We observed a longitudinal association between baseline hArg levels and 10-year incident hyperglycaemia and a positive interaction between baseline hArg and BMI on NMR-based fasting serum glucose in young men. However, cross-sectional associations between hArg and fasting glucose were absent in both men and women, in line with the lack of causal effects on glycaemic traits in individuals without T2DM. In contrast, hArg was independently associated with fasting glucose in older adults13. Moreover, in an RCT on oral hArg supplementation lasting 4 weeks in 20 young volunteers, a moderate increase in plasma glucose in comparison to placebo was observed15. Compared to a 7-fold increase in hArg plasma levels after supplementation with 125 mg hArg once daily, the hArg-associated lead GATM variant used in the MR analyses showed a relatively small per allele effect of ~0.25 µmol/L (or ~14% increase from the mean value of 1.85 µmol/L). Therefore, the possible effect of hArg on blood glucose is likely seen at much higher concentrations of hArg than what is normally present in the blood, in line with the tightly regulated glucose homeostasis in humans without overt T2DM. A 16-week oral hArg supplementation resulted in a 6-fold increase in plasma hArg, as well as increased insulin secretion and reduced blood glucose in mice on a high-fat diet but not in mice on a normal diet14. This contrasts with a moderate increase in blood glucose in the RCT, probably due to the differences in glucose metabolism between mice and humans.

In concordance with several previous studies8, 13, we observed an independent negative association between daily smoking and circulating hArg levels, while the molecular underpinnings of this association remain elusive. In contrast to some studies on older adults from general and patient populations6, 13, we observed no associations between baseline hArg and incident arterial hypertension during a 10-year follow-up, or baseline diastolic or systolic blood pressure in young adults. We were unable to study the causality of lifelong exposure to hArg on blood pressure due to the lack of publicly available complete summary statistics on the hArg-associated SNPs, and further MR studies are thus warranted to address whether there is any causal effect of circulating hArg on blood pressure in humans. However, the RCT on hArg supplementation in young volunteers did not detect any differences in diastolic or systolic blood pressure between hArg and placebo after a 4-week supplementation15.

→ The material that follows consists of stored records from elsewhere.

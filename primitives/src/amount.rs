//! Fixed-point amounts with exactly seven decimal places.
//!
//! The ledger stores every quantity as an integer count of base units
//! (`1 token = 10^7 units`). Users type decimal strings. [`to_base_units`]
//! and [`to_decimal`] convert between the two without ever going through a
//! floating-point representation, so integral and up-to-7-decimal inputs
//! always round-trip exactly.

use core::{fmt, str::FromStr};

use parity_scale_codec::{Decode, Encode, Input};
use serde_with::{DeserializeFromStr, SerializeDisplay};

/// Number of fractional digits carried by one base unit.
pub const DECIMALS: usize = 7;

/// Base units in one whole token, `10^DECIMALS`.
pub const UNITS_PER_TOKEN: i128 = 10_000_000;

/// Non-negative quantity of base units.
///
/// `Display` produces the canonical decimal form and `FromStr` accepts
/// any decimal string understood by [`to_base_units`]. Serialized as the
/// decimal string, SCALE-encoded as the raw `i128`.
#[derive(
    Debug,
    Clone,
    Copy,
    Default,
    PartialEq,
    Eq,
    PartialOrd,
    Ord,
    Hash,
    Encode,
    SerializeDisplay,
    DeserializeFromStr,
)]
pub struct Amount(i128);

impl Amount {
    /// Constant, representing zero value
    pub const ZERO: Self = Self(0);

    /// Wrap a count of base units.
    ///
    /// # Errors
    /// If `units` is negative.
    pub fn from_base_units(units: i128) -> Result<Self, AmountError> {
        if units < 0 {
            return Err(AmountError::Negative);
        }
        Ok(Self(units))
    }

    /// Count of base units.
    #[inline]
    pub const fn base_units(self) -> i128 {
        self.0
    }

    /// Checks if this instance is zero
    #[inline]
    pub const fn is_zero(self) -> bool {
        self.0 == 0
    }

    /// Checked addition. `None` on overflow.
    #[inline]
    pub fn checked_add(self, rhs: Self) -> Option<Self> {
        self.0.checked_add(rhs.0).map(Self)
    }
}

impl TryFrom<i128> for Amount {
    type Error = AmountError;

    fn try_from(units: i128) -> Result<Self, Self::Error> {
        Self::from_base_units(units)
    }
}

impl FromStr for Amount {
    type Err = AmountError;

    fn from_str(decimal: &str) -> Result<Self, Self::Err> {
        to_base_units(decimal).map(Self)
    }
}

impl fmt::Display for Amount {
    fn fmt(&self, f: &mut fmt::Formatter<'_>) -> fmt::Result {
        f.write_str(&format_units(self.0))
    }
}

impl Decode for Amount {
    fn decode<I: Input>(input: &mut I) -> Result<Self, parity_scale_codec::Error> {
        let units = i128::decode(input)?;
        Self::from_base_units(units).map_err(|_| "Amount must not be negative".into())
    }
}

/// Reasons a decimal string or integer is not a valid amount.
#[derive(Debug, Clone, PartialEq, Eq, thiserror::Error)]
pub enum AmountError {
    /// Nothing but whitespace was supplied.
    #[error("amount is empty")]
    Empty,
    /// The input is not `digits[.digits]`.
    #[error("`{input}` is not a valid decimal amount")]
    Malformed {
        /// Offending input, as given.
        input: String,
    },
    /// Amounts are never negative.
    #[error("amount must not be negative")]
    Negative,
    /// The base-unit value does not fit into 128 bits.
    #[error("amount is too large")]
    Overflow,
}

/// Convert a decimal string into base units.
///
/// The fractional part is right-padded with zeros to seven digits, and
/// anything past the seventh digit is dropped (truncation, not rounding).
/// An empty whole part is read as zero when a fractional part is present
/// (`".5"`), and an empty fractional part is allowed (`"1."`).
///
/// # Errors
/// - [`AmountError::Empty`] for blank input
/// - [`AmountError::Negative`] for a leading minus sign
/// - [`AmountError::Malformed`] for signs, separators, exponents, several
///   points or any other non-digit
/// - [`AmountError::Overflow`] if the result does not fit into `i128`
pub fn to_base_units(decimal: &str) -> Result<i128, AmountError> {
    let trimmed = decimal.trim();
    if trimmed.is_empty() {
        return Err(AmountError::Empty);
    }
    if trimmed.starts_with('-') {
        return Err(AmountError::Negative);
    }

    let malformed = || AmountError::Malformed {
        input: decimal.to_owned(),
    };
    let (whole, fraction) = trimmed.split_once('.').unwrap_or((trimmed, ""));
    if whole.is_empty() && fraction.is_empty() {
        return Err(malformed());
    }
    if !is_digits(whole) || !is_digits(fraction) {
        return Err(malformed());
    }

    let whole_units: i128 = if whole.is_empty() {
        0
    } else {
        // Only digits are left, so parsing can fail on overflow alone.
        whole.parse().map_err(|_| AmountError::Overflow)?
    };

    let mut padded = [b'0'; DECIMALS];
    for (slot, digit) in padded.iter_mut().zip(fraction.bytes()) {
        *slot = digit;
    }
    let fraction_units = padded
        .iter()
        .fold(0_i128, |acc, digit| acc * 10 + i128::from(digit - b'0'));

    whole_units
        .checked_mul(UNITS_PER_TOKEN)
        .and_then(|units| units.checked_add(fraction_units))
        .ok_or(AmountError::Overflow)
}

/// Convert base units into the canonical decimal string.
///
/// Trailing fractional zeros are stripped and a whole number is printed
/// without a decimal point: `10_000_000 -> "1"`, `15_000_000 -> "1.5"`.
///
/// # Errors
/// [`AmountError::Negative`] if `units < 0`.
pub fn to_decimal(units: i128) -> Result<String, AmountError> {
    if units < 0 {
        return Err(AmountError::Negative);
    }
    Ok(format_units(units))
}

fn format_units(units: i128) -> String {
    let whole = units / UNITS_PER_TOKEN;
    let remainder = units % UNITS_PER_TOKEN;
    let fraction = format!("{remainder:0width$}", width = DECIMALS);
    let fraction = fraction.trim_end_matches('0');
    if fraction.is_empty() {
        whole.to_string()
    } else {
        format!("{whole}.{fraction}")
    }
}

fn is_digits(s: &str) -> bool {
    s.bytes().all(|b| b.is_ascii_digit())
}

#[cfg(test)]
mod tests {
    #![allow(clippy::restriction)]

    use parity_scale_codec::DecodeAll;
    use proptest::prelude::*;

    use super::*;

    #[test]
    fn canonical_decimal() {
        assert_eq!(to_decimal(10_000_000).unwrap(), "1");
        assert_eq!(to_decimal(15_000_000).unwrap(), "1.5");
        assert_eq!(to_decimal(0).unwrap(), "0");
        assert_eq!(to_decimal(1).unwrap(), "0.0000001");
        assert_eq!(to_decimal(35_000_000).unwrap(), "3.5");
    }

    #[test]
    fn fraction_is_truncated_not_rounded() {
        assert_eq!(to_base_units("1.123456789").unwrap(), 11_234_567);
        assert_eq!(to_base_units("0.99999999").unwrap(), 9_999_999);
    }

    #[test]
    fn lenient_but_unambiguous_forms() {
        assert_eq!(to_base_units("3.5").unwrap(), 35_000_000);
        assert_eq!(to_base_units(".5").unwrap(), 5_000_000);
        assert_eq!(to_base_units("1.").unwrap(), 10_000_000);
        assert_eq!(to_base_units(" 2 ").unwrap(), 20_000_000);
        assert_eq!(to_base_units("007").unwrap(), 70_000_000);
    }

    #[test]
    fn rejects_invalid_input() {
        assert_eq!(to_base_units(""), Err(AmountError::Empty));
        assert_eq!(to_base_units("   "), Err(AmountError::Empty));
        assert_eq!(to_base_units("-1"), Err(AmountError::Negative));
        for input in [".", "abc", "+1", "1,5", "1e5", "1.2.3", "1.-2", "0x10"] {
            assert!(
                matches!(to_base_units(input), Err(AmountError::Malformed { .. })),
                "{input} should be rejected"
            );
        }
        assert_eq!(
            to_base_units("99999999999999999999999999999999999999"),
            Err(AmountError::Overflow)
        );
    }

    #[test]
    fn negative_units_are_rejected() {
        assert_eq!(to_decimal(-1), Err(AmountError::Negative));
        assert_eq!(Amount::from_base_units(-5), Err(AmountError::Negative));
    }

    #[test]
    fn serde_uses_decimal_string() {
        let amount: Amount = "1.5".parse().unwrap();
        assert_eq!(serde_json::to_string(&amount).unwrap(), "\"1.5\"");
        let back: Amount = serde_json::from_str("\"1.5\"").unwrap();
        assert_eq!(back, amount);
        assert!(serde_json::from_str::<Amount>("\"-1\"").is_err());
    }

    #[test]
    fn scale_decoding_rejects_negative_units() {
        let bytes = (-1_i128).encode();
        assert!(Amount::decode_all(&mut bytes.as_slice()).is_err());

        let bytes = 42_i128.encode();
        assert_eq!(
            Amount::decode_all(&mut bytes.as_slice()).unwrap().base_units(),
            42
        );
    }

    proptest! {
        #[test]
        fn base_units_round_trip(units in 0..=i128::MAX) {
            let decimal = to_decimal(units).unwrap();
            prop_assert_eq!(to_base_units(&decimal).unwrap(), units);
        }

        #[test]
        fn canonical_strings_round_trip(
            whole in any::<u64>(),
            fraction in proptest::option::of("[0-9]{0,6}[1-9]"),
        ) {
            let decimal = match fraction {
                Some(fraction) => format!("{whole}.{fraction}"),
                None => whole.to_string(),
            };
            let units = to_base_units(&decimal).unwrap();
            prop_assert_eq!(to_decimal(units).unwrap(), decimal);
        }
    }
}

Baseline hArg was positively associated with incident T2DM especially in women, although the association was attenuated after adjusting for cardiometabolic risk factors and the use of oral contraceptives. A causal effect of hArg on T2DM was absent, suggesting that lifelong exposure to higher circulating hArg levels does not increase the risk of developing T2DM. In some population and patient cohorts, observational cross-sectional associations between hArg and prevalent T2DM were absent6, 7, 18, whereas in some studies, T2DM was associated with lower hArg levels compared to non-diabetic controls8, and, in patients with T2DM undergoing maintenance haemodialysis, low hArg levels correlated with longer duration of T2DM1.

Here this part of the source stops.